С одной стороны, герои романа испытывают одиночество. С другой – их сознание перегекает. Так, мысль, рождающаяся в сознании деда, передается внуку. Глеб воплощается в отца, а отец продолжает мыслить в сыне, то есть они составляют нечто единое, общее. “Николай Тураев в одну минуту утратился как самостоятельная духовная единица, словно бы мгновенно погиб, потому что его сын Степан видел рядом с собою на обочине грязной дороги растоптанного человека со страшным, искаженным лицом, а сын Степана, Глеб, из-за этого же потерял всякое желание жить…”

Все судьбы в романе связаны и переплетены друг с другом и в пространстве, и во времени. Разные времена смыкаются, образуя не вектор, линейно ведущий из прошлого в будущее, а некую пульсирующую точку, в которой сливается прошлое деда, настоящее отца, прошлое внука. В пространстве Леса и Дома одновременно разворачиваются судьбы разных персонажей, существовавших в разное время, прежде умерших и воплотившихся в другие жизни или в деревья. Автор объединяет духовные миры всех своих персонажей, разделенных десятилетиями, веками и сотнями километров, составляет самые невероятные комбинации судеб.

Анатолий Ким показывает, что судьбы отдельных людей связываются в непрерывную цепь страданий всего Человечества. Николай Николаевич отрицает прогресс, так как видит в нем только поиски путей взаимо истребления. “Мир человеческий погряз, обслуживая свое звериное начало. Величие наших грандиозных злодеянии никак не сравнимо с жестокостью самых свирепых хищников. А вся сила и гений разума превращаются в силу нашего самоуничтожения и в гении неодолимого зла, мучительства и тоски. Называется все это прогрессом”.

Язычество в романе теснейшим образом переплетается с буддизмом. На основе представлений о переселении душ буддизм утверждает, что живые существа способны перевоплощаться. Анатолий Ким, соединяя язычество и буддизм, перевоплощает людей в деревья. Символом Дома Тураевых служит раздвоенная вилорогая сосна, о происхождении которой в текст романа вплетена микроновелла.
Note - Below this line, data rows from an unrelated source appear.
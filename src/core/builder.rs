//! Fluent builder running the whole meshing pipeline.
//!
//! [`TriangulationBuilder`] collects the input, the construction options, the
//! constraint segments and the refinement target, then runs
//! points → unconstrained mesh → constraints → refinement in one call.
//!
//! | Situation | Recommended API |
//! |---|---|
//! | Unconstrained Delaunay mesh, default options | [`Triangulation::new`] |
//! | Custom construction or tolerances | [`Triangulation::with_options`] or this builder |
//! | Segments and/or refinement in one go | [`TriangulationBuilder`] |
//!
//! # Examples
//!
//! ```rust
//! use delaunay_refine::core::builder::TriangulationBuilder;
//! use delaunay_refine::core::algorithms::refinement::RefinementParametersBuilder;
//! use delaunay_refine::core::edge::Segment;
//! use delaunay_refine::core::vertex::PointSet;
//!
//! let h = 3f64.sqrt() / 2.0;
//! let points = PointSet::from_points([[0.0, 0.0], [1.0, 0.0], [0.5, h]]).unwrap();
//! let (tri, report) = TriangulationBuilder::new(&points)
//!     .segments([Segment::new(0, 1), Segment::new(1, 2), Segment::new(2, 0)])
//!     .refine(RefinementParametersBuilder::default().max_area(0.2).build().unwrap())
//!     .build_with_report()
//!     .unwrap();
//!
//! assert_eq!(report.constraints.len(), 3);
//! assert_eq!(report.refinement.map(|r| r.points_added), Some(1));
//! assert_eq!(tri.mesh().number_of_triangles(), 3);
//! ```

use serde::{Deserialize, Serialize};

use crate::core::algorithms::constrained_insertion::ConstraintReport;
use crate::core::algorithms::construction::{BuildStats, Construction};
use crate::core::algorithms::refinement::{RefinementParameters, RefinementReport};
use crate::core::edge::Segment;
use crate::core::triangulation::{Triangulation, TriangulationError, TriangulationOptions};
use crate::core::vertex::PointSet;
use crate::geometry::tolerances::Tolerances;

/// Everything the pipeline reported.
#[derive(Debug, Clone, Default, PartialEq, Serialize, Deserialize)]
pub struct PipelineReport {
    /// Counters from the unconstrained build.
    pub build: BuildStats,
    /// One report per inserted segment, in input order.
    pub constraints: Vec<ConstraintReport>,
    /// Refinement outcome, when refinement was requested.
    pub refinement: Option<RefinementReport>,
}

/// Builder for a [`Triangulation`] with constraints and refinement.
#[derive(Debug, Clone)]
pub struct TriangulationBuilder<'p> {
    points: &'p PointSet,
    options: TriangulationOptions,
    segments: Vec<Segment>,
    refinement: Option<RefinementParameters>,
}

impl<'p> TriangulationBuilder<'p> {
    #[must_use]
    pub fn new(points: &'p PointSet) -> Self {
        Self {
            points,
            options: TriangulationOptions::default(),
            segments: Vec::new(),
            refinement: None,
        }
    }

    #[must_use]
    pub const fn options(mut self, options: TriangulationOptions) -> Self {
        self.options = options;
        self
    }

    #[must_use]
    pub const fn construction(mut self, construction: Construction) -> Self {
        self.options.construction = construction;
        self
    }

    #[must_use]
    pub const fn tolerances(mut self, tolerances: Tolerances) -> Self {
        self.options.tolerances = tolerances;
        self
    }

    #[must_use]
    pub const fn flip_pass_limit(mut self, flip_pass_limit: usize) -> Self {
        self.options.flip_pass_limit = flip_pass_limit;
        self
    }

    /// Adds one constraint segment.
    #[must_use]
    pub fn segment(mut self, segment: impl Into<Segment>) -> Self {
        self.segments.push(segment.into());
        self
    }

    /// Adds constraint segments.
    #[must_use]
    pub fn segments<I>(mut self, segments: I) -> Self
    where
        I: IntoIterator<Item = Segment>,
    {
        self.segments.extend(segments);
        self
    }

    /// Refines the mesh after the constraints are in.
    #[must_use]
    pub const fn refine(mut self, params: RefinementParameters) -> Self {
        self.refinement = Some(params);
        self
    }

    /// Runs the pipeline.
    ///
    /// # Errors
    ///
    /// Returns the first [`TriangulationError`] of any stage.
    pub fn build(self) -> Result<Triangulation, TriangulationError> {
        self.build_with_report().map(|(tri, _)| tri)
    }

    /// Runs the pipeline and returns what each stage reported.
    ///
    /// # Errors
    ///
    /// Returns the first [`TriangulationError`] of any stage.
    pub fn build_with_report(self) -> Result<(Triangulation, PipelineReport), TriangulationError> {
        let mut tri = Triangulation::with_options(self.points, self.options)?;
        let mut report = PipelineReport {
            build: *tri.build_stats(),
            ..PipelineReport::default()
        };
        if !self.segments.is_empty() {
            report.constraints = tri.insert_constraints(self.segments)?;
        }
        if let Some(params) = self.refinement {
            report.refinement = Some(tri.refine(&params)?);
        }
        Ok((tri, report))
    }
}

#[cfg(test)]
mod tests {
    use super::*;
    use crate::core::algorithms::divide_and_conquer::MergeStrategy;
    use crate::core::algorithms::refinement::RefinementParametersBuilder;

    fn square() -> PointSet {
        PointSet::from_points([[0.0, 0.0], [1.0, 0.0], [1.0, 1.0], [0.0, 1.0]]).unwrap()
    }

    #[test]
    fn test_defaults_match_triangulation_new() {
        let points = square();
        let built = TriangulationBuilder::new(&points).build().unwrap();
        let direct = Triangulation::new(&points).unwrap();
        assert_eq!(built.output(), direct.output());
    }

    #[test]
    fn test_options_are_forwarded() {
        let points = square();
        let tri = TriangulationBuilder::new(&points)
            .construction(Construction::DivideAndConquer(MergeStrategy::AdvancingFront))
            .flip_pass_limit(3)
            .build()
            .unwrap();
        assert_eq!(
            tri.options().construction,
            Construction::DivideAndConquer(MergeStrategy::AdvancingFront)
        );
        assert_eq!(tri.options().flip_pass_limit, 3);
    }

    #[test]
    fn test_report_without_refinement() {
        let points = square();
        let (tri, report) = TriangulationBuilder::new(&points)
            .segment((0, 2))
            .build_with_report()
            .unwrap();
        assert_eq!(report.build.triangles, 2);
        assert_eq!(report.constraints.len(), 1);
        assert!(report.refinement.is_none());
        assert_eq!(tri.mesh().boundary().len(), 1);
    }

    #[test]
    fn test_failing_stage_is_reported() {
        let points = square();
        let result = TriangulationBuilder::new(&points)
            .segment((0, 7))
            .refine(RefinementParametersBuilder::default().build().unwrap())
            .build();
        assert!(matches!(result, Err(TriangulationError::Constraint(_))));
    }
}
//! Triangles of a planar mesh.
//!
//! A [`Triangle`] stores three vertex keys in counter-clockwise order and, for
//! each edge, the adjacent triangle and a constraint flag. Edge `i` is the
//! edge opposite vertex `i`, running from vertex `i + 1` to vertex `i + 2`
//! (mod 3); `neighbors[i]` and `constrained[i]` refer to that edge.

use crate::core::edge::Edge;
use crate::core::mesh::{TriangleKey, VertexKey};

/// A mesh triangle.
#[derive(Clone, Debug, PartialEq, Eq)]
pub struct Triangle {
    vertices: [VertexKey; 3],
    neighbors: [Option<TriangleKey>; 3],
    auxiliary: bool,
    constrained: [bool; 3],
}

impl Triangle {
    /// Creates an unconnected triangle. `auxiliary` marks membership in the
    /// bounding construct.
    #[must_use]
    pub const fn new(vertices: [VertexKey; 3], auxiliary: bool) -> Self {
        Self {
            vertices,
            neighbors: [None; 3],
            auxiliary,
            constrained: [false; 3],
        }
    }

    #[inline]
    #[must_use]
    pub const fn vertices(&self) -> [VertexKey; 3] {
        self.vertices
    }

    #[inline]
    #[must_use]
    pub const fn vertex(&self, i: usize) -> VertexKey {
        self.vertices[i % 3]
    }

    #[inline]
    #[must_use]
    pub const fn neighbors(&self) -> [Option<TriangleKey>; 3] {
        self.neighbors
    }

    /// The triangle across edge `i`.
    #[inline]
    #[must_use]
    pub const fn neighbor(&self, i: usize) -> Option<TriangleKey> {
        self.neighbors[i % 3]
    }

    #[inline]
    #[must_use]
    pub const fn is_auxiliary(&self) -> bool {
        self.auxiliary
    }

    /// Whether edge `i` was forced by a constraint segment.
    #[inline]
    #[must_use]
    pub const fn is_constrained(&self, i: usize) -> bool {
        self.constrained[i % 3]
    }

    #[must_use]
    pub const fn constrained(&self) -> [bool; 3] {
        self.constrained
    }

    #[must_use]
    pub fn contains_vertex(&self, v: VertexKey) -> bool {
        self.vertices.contains(&v)
    }

    /// Position of `v` within this triangle.
    #[must_use]
    pub fn index_of(&self, v: VertexKey) -> Option<usize> {
        self.vertices.iter().position(|&w| w == v)
    }

    /// Endpoints of edge `i` in counter-clockwise order.
    #[must_use]
    pub const fn edge_endpoints(&self, i: usize) -> (VertexKey, VertexKey) {
        (self.vertices[(i + 1) % 3], self.vertices[(i + 2) % 3])
    }

    /// Canonical key of edge `i`.
    #[must_use]
    pub fn edge(&self, i: usize) -> Edge {
        let (a, b) = self.edge_endpoints(i);
        Edge::new(a, b)
    }

    /// Index of the edge joining `a` and `b` (either direction).
    #[must_use]
    pub fn edge_index(&self, a: VertexKey, b: VertexKey) -> Option<usize> {
        let ia = self.index_of(a)?;
        let ib = self.index_of(b)?;
        (ia != ib).then(|| 3 - ia - ib)
    }

    /// Index of the edge shared with `neighbor`.
    #[must_use]
    pub fn neighbor_index(&self, neighbor: TriangleKey) -> Option<usize> {
        self.neighbors.iter().position(|&n| n == Some(neighbor))
    }

    /// Returns `true` if `vertices` is a cyclic rotation of this triangle's
    /// vertices (same winding).
    #[must_use]
    pub fn is_rotation_of(&self, vertices: [VertexKey; 3]) -> bool {
        (0..3).any(|r| {
            (0..3).all(|i| self.vertices[(i + r) % 3] == vertices[i])
        })
    }

    pub(crate) const fn set_neighbor(&mut self, i: usize, neighbor: Option<TriangleKey>) {
        self.neighbors[i] = neighbor;
    }

    pub(crate) const fn set_constrained(&mut self, i: usize, constrained: bool) {
        self.constrained[i] = constrained;
    }

    pub(crate) const fn clear_neighbors(&mut self) {
        self.neighbors = [None; 3];
    }
}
Дерево печали – липа воплощает в себе душу той девушки-фельдшерицы, которая самовольно ушла из жизни, и “непостижимая печаль, страшность была в том”. В молодом дубке возродилась душа Гришки, забитого за воровство деревенскими мужиками: “… душа Гришкина все человеческое прошлое забыла, и в шелесте дубовой листвы не было никаких отзвуков былых страстей и следов неисповедимых мучений”.

Отзвуки буддистской философии с ее уравниванием всех людей в страдании образуют центр концепции свободы молодого Николая Тураева. Если язычество и буддизм проявляются в знаках-символах романа, которые и образуют его атмосферу, то христианство выступает в виде сентенций или авторских трактовок евангельских сюжетов. Так, Ким описывает встречу воскресшего Христа с путешествующими в Эммаус и эпизод преломления хлеба. Писатель предлагает понимать Вознесение как расхождение человеческого и божественного.

В системе изобразительных средств романа особое место занимает образ Железного Змея. Он появляется в период войн, питается железом, изготовленным людьми для убийства друг друга. Идущий от народной сказки образ Змея тем не менее кажется неорганичным и искусственным в поэтическом мире романа. Его символика слишком откровенна и однозначна, что разрушает недоговоренность и таинственность повествования.

“Отец-Лес” А. Кима не предлагает своей законченной философской концепции свободы. Это не философское произведение, а литературное. Но роман ставит вопросы и пытается предложить свои варианты ответов.